**Data extracts**.
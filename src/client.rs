//! Mailbox port and its Gmail API implementation

use async_trait::async_trait;
use google_gmail1::api::{Label, Message, ModifyMessageRequest};
use std::future::Future;
use std::time::Duration;
use tracing::{debug, info, warn};

use crate::auth::{GmailHub, GMAIL_MODIFY_SCOPE};
use crate::error::{FilterFoxError, Result};
use crate::models::{Header, MessageMetadata};

/// Headers requested with every metadata fetch
pub const METADATA_HEADERS: &[&str] = &["From", "To", "Subject", "List-Unsubscribe", "Precedence"];

/// Gmail caps `messages.list` page size at 500
const MAX_PAGE_SIZE: usize = 500;

/// Per-request timeout so a stalled call cannot hang a run
const REQUEST_TIMEOUT: Duration = Duration::from_secs(30);

const MAX_RETRIES: u32 = 3;

/// Ceiling for any single retry wait, including server-requested Retry-After
const MAX_BACKOFF: Duration = Duration::from_secs(30);

/// Label info returned from Gmail API
#[derive(Debug, Clone)]
pub struct LabelInfo {
    pub id: String,
    pub name: String,
}

/// Operations the run pipeline needs from a mailbox
#[async_trait]
pub trait MailboxClient: Send + Sync {
    /// List up to `max_results` message ids matching `query`, in mailbox order.
    /// Implementations page internally.
    async fn list_candidate_ids(&self, query: &str, max_results: usize) -> Result<Vec<String>>;

    /// Fetch a message's headers
    async fn get_metadata(&self, id: &str) -> Result<MessageMetadata>;

    /// Return the id of the label named exactly `name`, creating it if needed
    async fn ensure_label(&self, name: &str) -> Result<String>;

    /// Add and remove labels on one message
    async fn apply_label_change(
        &self,
        message_id: &str,
        add_label_ids: &[String],
        remove_label_ids: &[String],
    ) -> Result<()>;
}

/// Gmail-backed mailbox with per-request timeouts and retry on transient failures
pub struct ProductionGmailClient {
    hub: GmailHub,
}

impl ProductionGmailClient {
    pub fn new(hub: GmailHub) -> Self {
        Self { hub }
    }

    /// Check if an error is retryable
    fn should_retry(error: &FilterFoxError) -> bool {
        error.is_transient()
    }

    /// How long to wait before the next attempt. Retry-After can stretch the
    /// wait, but never past [`MAX_BACKOFF`].
    fn retry_wait(error: &FilterFoxError, delay: Duration) -> Duration {
        match error {
            FilterFoxError::RateLimitExceeded { retry_after } => {
                delay.max(Duration::from_secs(*retry_after)).min(MAX_BACKOFF)
            }
            _ => delay.min(MAX_BACKOFF),
        }
    }

    /// Execute an async operation with exponential backoff retry
    async fn with_retry<T, F, Fut>(
        operation_name: &str,
        max_retries: u32,
        mut operation: F,
    ) -> Result<T>
    where
        F: FnMut() -> Fut,
        Fut: Future<Output = Result<T>>,
    {
        let mut delay = Duration::from_secs(1);
        let mut attempts = 0;

        loop {
            attempts += 1;
            match operation().await {
                Ok(result) => return Ok(result),
                Err(e) if Self::should_retry(&e) && attempts <= max_retries => {
                    let wait = Self::retry_wait(&e, delay);
                    warn!(
                        "{} failed (attempt {}/{}): {}. Retrying in {:?}...",
                        operation_name,
                        attempts,
                        max_retries + 1,
                        e,
                        wait
                    );
                    tokio::time::sleep(wait).await;
                    delay = std::cmp::min(delay * 2, MAX_BACKOFF);
                }
                Err(e) => return Err(e),
            }
        }
    }

    /// Run one API call under [`REQUEST_TIMEOUT`]
    async fn with_timeout<T, Fut>(operation_name: &str, call: Fut) -> Result<T>
    where
        Fut: Future<Output = std::result::Result<T, google_gmail1::Error>>,
    {
        match tokio::time::timeout(REQUEST_TIMEOUT, call).await {
            Ok(result) => result.map_err(FilterFoxError::from),
            Err(_) => {
                warn!(
                    "Gmail API {} call timed out after {:?}",
                    operation_name, REQUEST_TIMEOUT
                );
                Err(FilterFoxError::NetworkError(format!(
                    "{} timed out after {:?}",
                    operation_name, REQUEST_TIMEOUT
                )))
            }
        }
    }

    /// List all labels in the account
    pub async fn list_labels(&self) -> Result<Vec<LabelInfo>> {
        Self::with_retry("list_labels", MAX_RETRIES, || async {
            let (_, response) = Self::with_timeout(
                "list_labels",
                self.hub
                    .users()
                    .labels_list("me")
                    .add_scope(GMAIL_MODIFY_SCOPE)
                    .doit(),
            )
            .await?;

            let labels: Vec<LabelInfo> = response
                .labels
                .unwrap_or_default()
                .into_iter()
                .filter_map(|label| match (label.id, label.name) {
                    (Some(id), Some(name)) => Some(LabelInfo { id, name }),
                    _ => None,
                })
                .collect();

            debug!("Fetched {} labels", labels.len());
            Ok(labels)
        })
        .await
    }

    /// Create a new user label, visible in both the label and message lists
    pub async fn create_label(&self, name: &str) -> Result<String> {
        Self::with_retry("create_label", MAX_RETRIES, || async {
            let label = Label {
                name: Some(name.to_string()),
                message_list_visibility: Some("show".to_string()),
                label_list_visibility: Some("labelShow".to_string()),
                ..Default::default()
            };

            let (_, created) = Self::with_timeout(
                "create_label",
                self.hub
                    .users()
                    .labels_create(label, "me")
                    .add_scope(GMAIL_MODIFY_SCOPE)
                    .doit(),
            )
            .await?;

            created
                .id
                .ok_or_else(|| FilterFoxError::LabelError("Created label has no ID".to_string()))
        })
        .await
    }
}

/// Page size for the next `messages.list` call
fn page_size(remaining: usize) -> u32 {
    remaining.min(MAX_PAGE_SIZE) as u32
}

/// Page through a listing until `max_results` ids are collected or the
/// listing runs out. `fetch_page` gets the page size and the previous page's
/// token and returns that page's ids plus the next token.
async fn collect_paged_ids<F, Fut>(max_results: usize, mut fetch_page: F) -> Result<Vec<String>>
where
    F: FnMut(u32, Option<String>) -> Fut,
    Fut: Future<Output = Result<(Vec<String>, Option<String>)>>,
{
    let mut ids: Vec<String> = Vec::new();
    let mut page_token: Option<String> = None;

    while ids.len() < max_results {
        let (page_ids, next_token) =
            fetch_page(page_size(max_results - ids.len()), page_token.take()).await?;
        ids.extend(page_ids);

        page_token = next_token;
        if page_token.is_none() {
            break;
        }
    }

    ids.truncate(max_results);
    Ok(ids)
}

/// Exact-name lookup with create on miss.
///
/// A create that conflicts means the label exists after all (created
/// concurrently, or by an earlier attempt whose response was lost), so the
/// labels are listed once more and the match returned.
async fn find_or_create_label<L, LFut, C, CFut>(
    name: &str,
    mut list_labels: L,
    create_label: C,
) -> Result<String>
where
    L: FnMut() -> LFut,
    LFut: Future<Output = Result<Vec<LabelInfo>>>,
    C: FnOnce() -> CFut,
    CFut: Future<Output = Result<String>>,
{
    let find = |labels: Vec<LabelInfo>| {
        labels
            .into_iter()
            .find(|l| l.name == name)
            .map(|l| l.id)
    };

    if let Some(id) = find(list_labels().await?) {
        debug!("Label '{}' already exists with ID {}", name, id);
        return Ok(id);
    }

    match create_label().await {
        Ok(id) => {
            info!("Created label '{}' with ID: {}", name, id);
            Ok(id)
        }
        Err(FilterFoxError::Conflict(message)) => {
            warn!("Creating label '{}' conflicted ({}), looking it up again", name, message);
            find(list_labels().await?).ok_or_else(|| {
                FilterFoxError::LabelError(format!(
                    "Label '{}' reported as existing but not found: {}",
                    name, message
                ))
            })
        }
        Err(e) => Err(e),
    }
}

/// Convert a Gmail API message into our header-only metadata.
/// A message without payload headers yields an empty header list.
fn parse_message_metadata(msg: Message) -> Result<MessageMetadata> {
    let id = msg
        .id
        .ok_or_else(|| FilterFoxError::InvalidMessageFormat("Missing message ID".to_string()))?;

    let headers = msg
        .payload
        .and_then(|p| p.headers)
        .unwrap_or_default()
        .into_iter()
        .filter_map(|h| {
            let name = h.name?;
            Some(Header {
                name,
                value: h.value.unwrap_or_default(),
            })
        })
        .collect();

    Ok(MessageMetadata { id, headers })
}

#[async_trait]
impl MailboxClient for ProductionGmailClient {
    async fn list_candidate_ids(&self, query: &str, max_results: usize) -> Result<Vec<String>> {
        let ids = collect_paged_ids(max_results, |page, token| async move {
            Self::with_retry("list_messages", MAX_RETRIES, || async {
                let mut call = self
                    .hub
                    .users()
                    .messages_list("me")
                    .q(query)
                    .max_results(page);

                if let Some(token) = token.as_deref() {
                    call = call.page_token(token);
                }

                let (_, response) =
                    Self::with_timeout("list_messages", call.add_scope(GMAIL_MODIFY_SCOPE).doit())
                        .await?;

                let page_ids: Vec<String> = response
                    .messages
                    .unwrap_or_default()
                    .into_iter()
                    .filter_map(|m| m.id)
                    .collect();
                Ok((page_ids, response.next_page_token))
            })
            .await
        })
        .await?;

        info!("Listed {} candidate messages for query '{}'", ids.len(), query);
        Ok(ids)
    }

    async fn get_metadata(&self, id: &str) -> Result<MessageMetadata> {
        Self::with_retry("get_metadata", MAX_RETRIES, || async {
            let mut call = self.hub.users().messages_get("me", id).format("metadata");
            for header in METADATA_HEADERS {
                call = call.add_metadata_headers(header);
            }

            let (_, msg) =
                Self::with_timeout("get_metadata", call.add_scope(GMAIL_MODIFY_SCOPE).doit())
                    .await?;
            parse_message_metadata(msg)
        })
        .await
    }

    async fn ensure_label(&self, name: &str) -> Result<String> {
        find_or_create_label(name, || self.list_labels(), || self.create_label(name)).await
    }

    async fn apply_label_change(
        &self,
        message_id: &str,
        add_label_ids: &[String],
        remove_label_ids: &[String],
    ) -> Result<()> {
        Self::with_retry("modify_message", MAX_RETRIES, || async {
            let request = ModifyMessageRequest {
                add_label_ids: Some(add_label_ids.to_vec()),
                remove_label_ids: Some(remove_label_ids.to_vec()),
            };

            Self::with_timeout(
                "modify_message",
                self.hub
                    .users()
                    .messages_modify(request, "me", message_id)
                    .add_scope(GMAIL_MODIFY_SCOPE)
                    .doit(),
            )
            .await?;
            Ok(())
        })
        .await
    }
}
use crate::layout::LayoutRecord;
use std::collections::HashSet;

/// Configuration for layout deduplication
#[derive(Clone, Debug)]
pub struct DeduplicationConfig {
    /// Whether deduplication is enabled
    pub enabled: bool,
}

impl Default for DeduplicationConfig {
    fn default() -> Self {
        Self { enabled: true }
    }
}

impl DeduplicationConfig {
    /// `redupe` is the user-facing switch: asking to see duplicates again
    /// turns the filter off.
    pub fn from_redupe(redupe: bool) -> Self {
        Self { enabled: !redupe }
    }
}

/// Drops layouts that share a title and creator with one already kept.
/// The first occurrence wins and the relative order of kept layouts is
/// unchanged.
#[derive(Clone, Debug, Default)]
pub struct LayoutDeduplicator {
    config: DeduplicationConfig,
}

impl LayoutDeduplicator {
    pub fn new(config: DeduplicationConfig) -> Self {
        Self { config }
    }

    pub fn filter(&self, records: Vec<LayoutRecord>) -> Vec<LayoutRecord> {
        self.filter_with_stats(records).0
    }

    pub fn filter_with_stats(
        &self,
        records: Vec<LayoutRecord>,
    ) -> (Vec<LayoutRecord>, DeduplicationStats) {
        let total = records.len();
        if !self.config.enabled {
            return (
                records,
                DeduplicationStats {
                    kept: total,
                    dropped: 0,
                },
            );
        }

        let mut seen = HashSet::with_capacity(total);
        let kept: Vec<_> = records
            .into_iter()
            .filter(|record| {
                let fresh = seen.insert(record.semantic_key());
                if !fresh {
                    log::debug!(
                        "Dropping duplicate layout {} ({:?} by {:?})",
                        record.id(),
                        record.title(),
                        record.creator()
                    );
                }
                fresh
            })
            .collect();

        let stats = DeduplicationStats {
            kept: kept.len(),
            dropped: total - kept.len(),
        };
        log::debug!("Deduplicated layouts: {:?}", stats);
        (kept, stats)
    }
}

/// Statistics for a single deduplication pass
#[derive(Debug, Clone, Copy, PartialEq, Eq)]
pub struct DeduplicationStats {
    pub kept: usize,
    pub dropped: usize,
}

/// Deduplicate `records` unless `redupe` is set.
pub fn filter(records: Vec<LayoutRecord>, redupe: bool) -> Vec<LayoutRecord> {
    LayoutDeduplicator::new(DeduplicationConfig::from_redupe(redupe)).filter(records)
}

**What to do**.
Reproduce the records above exactly, from the first line through the line containing "id: &str) -> Result<MessageMetadata>;", and output nothing else.

**Your response**.
filename src/client.rs
//! Mailbox port and its Gmail API implementation

use async_trait::async_trait;
use google_gmail1::api::{Label, Message, ModifyMessageRequest};
use std::future::Future;
use std::time::Duration;
use tracing::{debug, info, warn};

use crate::auth::{GmailHub, GMAIL_MODIFY_SCOPE};
use crate::error::{FilterFoxError, Result};
use crate::models::{Header, MessageMetadata};

/// Headers requested with every metadata fetch
pub const METADATA_HEADERS: &[&str] = &["From", "To", "Subject", "List-Unsubscribe", "Precedence"];

/// Gmail caps `messages.list` page size at 500
const MAX_PAGE_SIZE: usize = 500;

/// Per-request timeout so a stalled call cannot hang a run
const REQUEST_TIMEOUT: Duration = Duration::from_secs(30);

const MAX_RETRIES: u32 = 3;

/// Ceiling for any single retry wait, including server-requested Retry-After
const MAX_BACKOFF: Duration = Duration::from_secs(30);

/// Label info returned from Gmail API
#[derive(Debug, Clone)]
pub struct LabelInfo {
    pub id: String,
    pub name: String,
}

/// Operations the run pipeline needs from a mailbox
#[async_trait]
pub trait MailboxClient: Send + Sync {
    /// List up to `max_results` message ids matching `query`, in mailbox order.
    /// Implementations page internally.
    async fn list_candidate_ids(&self, query: &str, max_results: usize) -> Result<Vec<String>>;

    /// Fetch a message's headers
    async fn get_metadata(&self, id: &str) -> Result<MessageMetadata>;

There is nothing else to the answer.